Léonidas Vespérini : On va partir sur un nombre minimum d'histoires que l'on prépare et que l'on est sûr de faire, et on en rajoutera peut-être certaines dans les strech goals et d'autres dans des extensions, plus thématiques. Les grosses campagnes seront donc plutôt des extensions et les petites histoires courtes seront peut-être des strech goals. Chaque histoire sera divisée en un certain nombre d'actes. Les histoires courtes feront un acte de dix chapitres. Ça peut encore changer mais normalement chaque histoire c'est dix chapitres contenant quatre ou cinq scènes. Certaines scènes sont représentées par un plateau et des figurines, d'autres sont représentés par de la narration : un texte à lire et des décisions à prendre par rapport au texte. Donc dans chaque histoire en un acte, il y a plusieurs mini scénarios à jouer. Lorsqu'il y a plusieurs actes, une fois qu'on a fini l'acte, on reprend l'histoire où on l'en était et on commence l'acte suivant, puis le troisième... Et on est alors vraiment dans un jeu en campagne.

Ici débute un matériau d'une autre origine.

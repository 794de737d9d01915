//! Domain records and record-level rules for the collaboration dashboard.
//!
//! This crate has zero internal deps so it can be shared by the remote data
//! access layer, the state store and any CLI tooling.

pub mod application;
pub mod case;
pub mod error;
pub mod meeting;
pub mod milestone;
pub mod project;
pub mod types;
pub mod user;
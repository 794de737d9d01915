//! Remote data access layer for the collaboration dashboard.
//!
//! Every (entity, operation) pair is a method on the [`Backend`] trait.
//! [`HttpBackend`] talks to the REST API with [`reqwest`]; [`MockBackend`]
//! resolves the same calls against a seeded in-memory dataset when no
//! backend is configured.

pub mod backend;
pub mod config;
pub mod error;
pub mod http;
pub mod mock;
pub mod seed;

pub use backend::Backend;
pub use config::{build_backend, ClientConfig};
pub use error::{ClientError, ClientResult};
pub use http::HttpBackend;
pub use mock::MockBackend;
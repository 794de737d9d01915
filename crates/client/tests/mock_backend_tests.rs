//! Integration tests for the in-memory [`MockBackend`].

use std::time::Duration;

use assert_matches::assert_matches;
use chrono::{NaiveDate, Utc};

use collab_client::seed::FIRST_GENERATED_ID;
use collab_client::{Backend, ClientError, MockBackend};
use collab_core::application::{ApplicationStatus, NewMessage};
use collab_core::case::{Reaction, Voter};
use collab_core::error::CoreError;
use collab_core::meeting::{carry_over_draft, MeetingPatch};
use collab_core::milestone::{
    MilestoneKind, MilestonePatch, MilestonePriority, MilestoneStatus, NewMilestone,
};
use collab_core::project::{NewProject, ProjectStatus};

fn backend() -> MockBackend {
    MockBackend::seeded(Duration::ZERO)
}

#[tokio::test]
async fn seeded_lists_are_deterministic() {
    let api = backend();
    assert_eq!(api.list_projects().await.unwrap().len(), 4);
    assert_eq!(api.list_cases().await.unwrap().len(), 3);
    assert_eq!(api.list_applications().await.unwrap().len(), 4);
    assert_eq!(api.list_milestones().await.unwrap().len(), 5);
    assert_eq!(api.list_meetings(None).await.unwrap().len(), 4);
}

#[tokio::test]
async fn tutors_exclude_students_and_admins() {
    let tutors = backend().list_tutors().await.unwrap();
    assert!(tutors.iter().all(|u| u.role.can_supervise()));
    assert_eq!(tutors.len(), 3);
}

#[tokio::test]
async fn meetings_filter_by_project() {
    let meetings = backend().list_meetings(Some(1)).await.unwrap();
    assert_eq!(meetings.len(), 2);
    assert!(meetings.iter().all(|m| m.project_id == 1));
}

#[tokio::test]
async fn get_absent_record_is_not_found() {
    let err = backend().get_case(999).await.unwrap_err();
    assert_matches!(err, ClientError::Core(CoreError::NotFound { entity: "Case", id: 999 }));
}

#[tokio::test]
async fn create_assigns_server_ids() {
    let api = backend();
    let input = NewProject {
        title: "Smart parking".to_string(),
        description: String::new(),
        team_name: "Park Rangers".to_string(),
        meeting_link: None,
        semester: 2,
        year: 2025,
        tutor_id: Some(3),
    };
    let first = api.create_project(&input).await.unwrap();
    let second = api.create_project(&input).await.unwrap();

    assert_eq!(first.id, FIRST_GENERATED_ID);
    assert_eq!(second.id, FIRST_GENERATED_ID + 1);
    assert_eq!(first.status, ProjectStatus::Created);
    assert_eq!(first.tutor_name.as_deref(), Some("Olga Petrova"));
    assert_eq!(api.list_projects().await.unwrap().len(), 6);
}

#[tokio::test]
async fn student_cannot_be_assigned_as_tutor() {
    let err = backend().assign_tutor(1, Some(4)).await.unwrap_err();
    assert_matches!(err, ClientError::Core(CoreError::Validation(_)));
}

#[tokio::test]
async fn tutor_assignment_can_be_cleared() {
    let project = backend().assign_tutor(1, None).await.unwrap();
    assert_eq!(project.tutor_id, None);
    assert_eq!(project.tutor_name, None);
}

#[tokio::test]
async fn votes_persist_between_reads() {
    let api = backend();
    let voter = Voter::new(4, Some("Maxim Orlov".to_string()));

    api.vote_case(1, &voter, Reaction::Negative).await.unwrap();
    let case = api.get_case(1).await.unwrap();
    assert_eq!(case.votes.reaction_of(4), Some(Reaction::Negative));

    api.unvote_case(1, &voter).await.unwrap();
    let case = api.get_case(1).await.unwrap();
    assert_eq!(case.votes.reaction_of(4), None);
}

#[tokio::test]
async fn message_send_returns_updated_thread() {
    let api = backend();
    let before = api.get_application(1).await.unwrap().messages.len();
    let app = api
        .send_message(
            1,
            &NewMessage {
                content: "Let's meet on Monday".to_string(),
            },
        )
        .await
        .unwrap();
    assert_eq!(app.messages.len(), before + 1);

    let app = api.mark_messages_read(1).await.unwrap();
    assert_eq!(app.unread_count(), 0);
}

#[tokio::test]
async fn status_transition_stamps_update() {
    let api = backend();
    let before = Utc::now();
    let app = api
        .set_application_status(1, ApplicationStatus::MeetPlanned)
        .await
        .unwrap();
    assert_eq!(app.status, ApplicationStatus::MeetPlanned);
    assert!(app.updated_at >= before);
}

#[tokio::test]
async fn local_milestone_requires_existing_project() {
    let api = backend();
    let input = NewMilestone {
        title: "Usability test".to_string(),
        description: None,
        kind: MilestoneKind::Local,
        project_id: Some(404),
        target_date: NaiveDate::from_ymd_opt(2025, 5, 1).unwrap(),
        priority: MilestonePriority::Low,
        assignee: None,
        dependencies: vec![],
    };
    let err = api.create_milestone(&input).await.unwrap_err();
    assert!(err.is_not_found());
}

#[tokio::test]
async fn milestone_progress_patch_completes() {
    let api = backend();
    let m = api
        .update_milestone(
            2,
            &MilestonePatch {
                progress: Some(100),
                ..Default::default()
            },
        )
        .await
        .unwrap();
    assert_eq!(m.status, MilestoneStatus::Completed);
    assert!(m.completed_at.is_some());
}

#[tokio::test]
async fn overdue_patch_needs_past_target_date() {
    let api = backend();
    let patch = MilestonePatch {
        target_date: Some(NaiveDate::from_ymd_opt(2999, 1, 1).unwrap()),
        status: Some(MilestoneStatus::Overdue),
        ..Default::default()
    };
    let err = api.update_milestone(3, &patch).await.unwrap_err();
    assert_matches!(err, ClientError::Core(CoreError::Validation(_)));

    let stored = api.get_milestone(3).await.unwrap();
    assert_eq!(stored.status, MilestoneStatus::Pending);
    assert_eq!(stored.target_date, NaiveDate::from_ymd_opt(2024, 12, 10).unwrap());
}

#[tokio::test]
async fn delete_then_get_is_not_found() {
    let api = backend();
    api.delete_meeting(3).await.unwrap();
    assert!(api.get_meeting(3).await.unwrap_err().is_not_found());
    assert!(api.delete_meeting(3).await.unwrap_err().is_not_found());
}

#[tokio::test]
async fn invalid_mark_rejected_before_update() {
    let err = backend()
        .update_meeting(
            1,
            &MeetingPatch {
                mark: Some(12),
                ..Default::default()
            },
        )
        .await
        .unwrap_err();
    assert_matches!(err, ClientError::Core(CoreError::Validation(_)));
}

#[tokio::test]
async fn carried_over_meeting_can_be_created() {
    let api = backend();
    let meetings = api.list_meetings(Some(1)).await.unwrap();
    let draft = carry_over_draft(&meetings, 1, Utc::now());

    let titles: Vec<_> = draft.tasks.iter().map(|t| t.title.clone()).collect();
    assert_eq!(titles, vec!["Prepare UI mockups".to_string()]);

    let created = api.create_meeting(&draft).await.unwrap();
    assert_eq!(created.tasks.len(), 1);
    assert!(!created.tasks[0].is_completed);
}

#[tokio::test]
async fn latency_is_applied() {
    let api = MockBackend::seeded(Duration::from_millis(20));
    let started = std::time::Instant::now();
    api.list_projects().await.unwrap();
    assert!(started.elapsed() >= Duration::from_millis(20));
}

#[tokio::test]
async fn injected_failure_fires_once() {
    let api = backend();
    api.fail_next("list_cases", 503, "maintenance").await;

    let err = api.list_cases().await.unwrap_err();
    assert_matches!(err, ClientError::Api { status: 503, ref message } if message == "maintenance");
    assert_eq!(api.list_cases().await.unwrap().len(), 3);
}
/// Backend-assigned record identifier.
pub type EntityId = i64;

/// All timestamps are UTC.
pub type Timestamp = chrono::DateTime<chrono::Utc>;

/// A record that can be located in a container by its identifier.
pub trait Record {
    fn id(&self) -> EntityId;
}

/// Derive a list projection from a full record.
///
/// Containers hold brief records in their list and a full record in the
/// "current" slot. When an update returns a full record, the matching list
/// entry is refreshed through this conversion.
pub trait BriefOf<F> {
    fn brief_of(full: &F) -> Self;
}

/// Entities whose list and detail shapes are the same type.
impl<T: Clone> BriefOf<T> for T {
    fn brief_of(full: &T) -> Self {
        full.clone()
    }
}
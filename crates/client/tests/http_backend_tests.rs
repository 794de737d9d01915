//! Integration tests for [`HttpBackend`] against an in-process axum server.
//!
//! Verifies envelope decoding, error-body parsing, 404 → not-found mapping,
//! bearer-token propagation and client-side validation.

use std::sync::{Arc, Mutex};
use std::time::Duration;

use assert_matches::assert_matches;
use axum::extract::{Path, State};
use axum::http::{HeaderMap, StatusCode};
use axum::response::IntoResponse;
use axum::routing::{get, post};
use axum::{Json, Router};
use serde_json::{json, Value};

use collab_client::{Backend, ClientError, HttpBackend};
use collab_core::case::{Reaction, Voter};
use collab_core::error::CoreError;
use collab_core::project::NewProject;

#[derive(Clone, Default)]
struct Captured {
    votes: Arc<Mutex<Vec<Value>>>,
}

fn project_json(id: i64) -> Value {
    json!({
        "id": id,
        "title": "Campus navigation app",
        "description": "Indoor routing",
        "team_name": "Pathfinders",
        "meeting_link": null,
        "status": "InWork",
        "semester": 1,
        "year": 2024,
        "tutor_id": 2,
        "tutor_name": "Pavel Smirnov"
    })
}

async fn list_projects() -> Json<Value> {
    Json(json!({
        "data": [{
            "id": 1,
            "title": "Campus navigation app",
            "team_name": "Pathfinders",
            "status": "InWork",
            "semester": 1,
            "year": 2024,
            "tutor_name": null
        }]
    }))
}

async fn get_project(Path(id): Path<i64>) -> impl IntoResponse {
    if id == 1 {
        (StatusCode::OK, Json(json!({ "data": project_json(1) })))
    } else {
        (
            StatusCode::NOT_FOUND,
            Json(json!({ "error": "Project not found", "code": "NOT_FOUND" })),
        )
    }
}

async fn vote(
    State(captured): State<Captured>,
    Path(_id): Path<i64>,
    Json(body): Json<Value>,
) -> StatusCode {
    captured.votes.lock().unwrap().push(body);
    StatusCode::NO_CONTENT
}

async fn broken_milestones() -> impl IntoResponse {
    (StatusCode::INTERNAL_SERVER_ERROR, "boom")
}

async fn malformed_applications() -> Json<Value> {
    Json(json!({ "data": "not a list" }))
}

async fn tutors(headers: HeaderMap) -> impl IntoResponse {
    let authorized = headers
        .get("authorization")
        .and_then(|v| v.to_str().ok())
        .is_some_and(|v| v == "Bearer secret");
    if authorized {
        (StatusCode::OK, Json(json!({ "data": [] })))
    } else {
        (
            StatusCode::UNAUTHORIZED,
            Json(json!({ "error": "Missing token", "code": "UNAUTHORIZED" })),
        )
    }
}

/// Start the fake API on an ephemeral port and return its base URL.
async fn spawn_server(captured: Captured) -> String {
    let app = Router::new()
        .route("/api/projects", get(list_projects))
        .route("/api/projects/{id}", get(get_project))
        .route("/api/cases/{id}/votes", post(vote))
        .route("/api/milestones", get(broken_milestones))
        .route("/api/applications", get(malformed_applications))
        .route("/api/users/tutors", get(tutors))
        .with_state(captured);

    let listener = tokio::net::TcpListener::bind("127.0.0.1:0").await.unwrap();
    let addr = listener.local_addr().unwrap();
    tokio::spawn(async move {
        axum::serve(listener, app).await.unwrap();
    });
    format!("http://{addr}/api/")
}

fn backend(url: String, token: Option<&str>) -> HttpBackend {
    HttpBackend::new(url, token.map(str::to_string), Duration::from_secs(5)).unwrap()
}

// ---------------------------------------------------------------------------
// Success paths
// ---------------------------------------------------------------------------

#[tokio::test]
async fn list_unwraps_data_envelope() {
    let api = backend(spawn_server(Captured::default()).await, None);
    let projects = api.list_projects().await.unwrap();
    assert_eq!(projects.len(), 1);
    assert_eq!(projects[0].team_name, "Pathfinders");
}

#[tokio::test]
async fn trailing_slash_in_base_url_is_ignored() {
    let api = backend(spawn_server(Captured::default()).await, None);
    assert!(!api.api_url().ends_with('/'));
    assert_eq!(api.get_project(1).await.unwrap().id, 1);
}

#[tokio::test]
async fn vote_sends_user_and_reaction() {
    let captured = Captured::default();
    let api = backend(spawn_server(captured.clone()).await, None);

    api.vote_case(3, &Voter::new(9, Some("Dana".to_string())), Reaction::Positive)
        .await
        .unwrap();

    let votes = captured.votes.lock().unwrap();
    assert_eq!(votes.len(), 1);
    assert_eq!(votes[0]["user_id"], 9);
    assert_eq!(votes[0]["reaction"], "Positive");
}

#[tokio::test]
async fn bearer_token_is_sent() {
    let url = spawn_server(Captured::default()).await;
    assert!(backend(url.clone(), Some("secret")).list_tutors().await.is_ok());

    let err = backend(url, None).list_tutors().await.unwrap_err();
    assert_matches!(
        err,
        ClientError::Api { status: 401, ref message } if message == "Missing token"
    );
}

// ---------------------------------------------------------------------------
// Failure paths
// ---------------------------------------------------------------------------

#[tokio::test]
async fn missing_record_maps_to_not_found() {
    let api = backend(spawn_server(Captured::default()).await, None);
    let err = api.get_project(77).await.unwrap_err();
    assert_matches!(
        err,
        ClientError::Core(CoreError::NotFound { entity: "Project", id: 77 })
    );
    assert!(err.is_not_found());
}

#[tokio::test]
async fn non_json_error_body_is_kept_verbatim() {
    let api = backend(spawn_server(Captured::default()).await, None);
    let err = api.list_milestones().await.unwrap_err();
    assert_matches!(err, ClientError::Api { status: 500, ref message } if message == "boom");
}

#[tokio::test]
async fn malformed_payload_is_a_network_error() {
    let api = backend(spawn_server(Captured::default()).await, None);
    let err = api.list_applications().await.unwrap_err();
    assert_matches!(err, ClientError::Network(_));
}

#[tokio::test]
async fn unreachable_host_is_a_network_error() {
    let listener = tokio::net::TcpListener::bind("127.0.0.1:0").await.unwrap();
    let addr = listener.local_addr().unwrap();
    drop(listener);

    let api = backend(format!("http://{addr}"), None);
    let err = api.list_projects().await.unwrap_err();
    assert_matches!(err, ClientError::Network(_));
}

#[tokio::test]
async fn invalid_payload_never_reaches_the_server() {
    // No server at all: validation must fail before any connection attempt.
    let api = backend("http://127.0.0.1:9".to_string(), None);
    let input = NewProject {
        title: String::new(),
        description: String::new(),
        team_name: "Pathfinders".to_string(),
        meeting_link: None,
        semester: 1,
        year: 2024,
        tutor_id: None,
    };
    let err = api.create_project(&input).await.unwrap_err();
    assert_matches!(err, ClientError::Core(CoreError::Validation(_)));
}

SFU : Chacune des dix histoires est une mini campagne en elle-même ?
Léonidas Vespérini : Oui dans la boite de base, on imagine faire une histoire en un acte, une en deux actes et une dernière histoire en trois actes, soit six actes. A 4 ou 5 scénarios par actes, ça fait déjà pas mal dans la boite de base. Si on ajoute ensuite les strech goals qui seront des histoires en un acte.
SFU : Y-a-t-il une date pour que les joueurs commencent à économiser ?
Léonidas Vespérini : Oui, il y a une date : c'est juin. On n'a pas encore le jour exact, le jeu sera magnifique !
SFU : J'ai les affiches et les visuels sous les yeux et en effet, c'est prometteur !
Léonidas Vespérini : Un seul artiste a travaillé sur tout ce projet. On va essayer d'avoir le plus grand nombre d'illustrations jamais proposées dans un jeu de plateau. Rien que ça et de ce niveau là !
SFU : Un artbook peut-être ?
Léonidas Vespérini : Pas forcément car le livre d'aventures sera très illustré. Quand on joue une histoire et qu'on arrive dans une scène, on pourra se référer à l'illustration, ce qui aide à l'immersion. Même les chapitres d'une histoire seront posés en tas de cartes et le dos de ces cartes mis côte à côte formera une scène. Ça va être très joli !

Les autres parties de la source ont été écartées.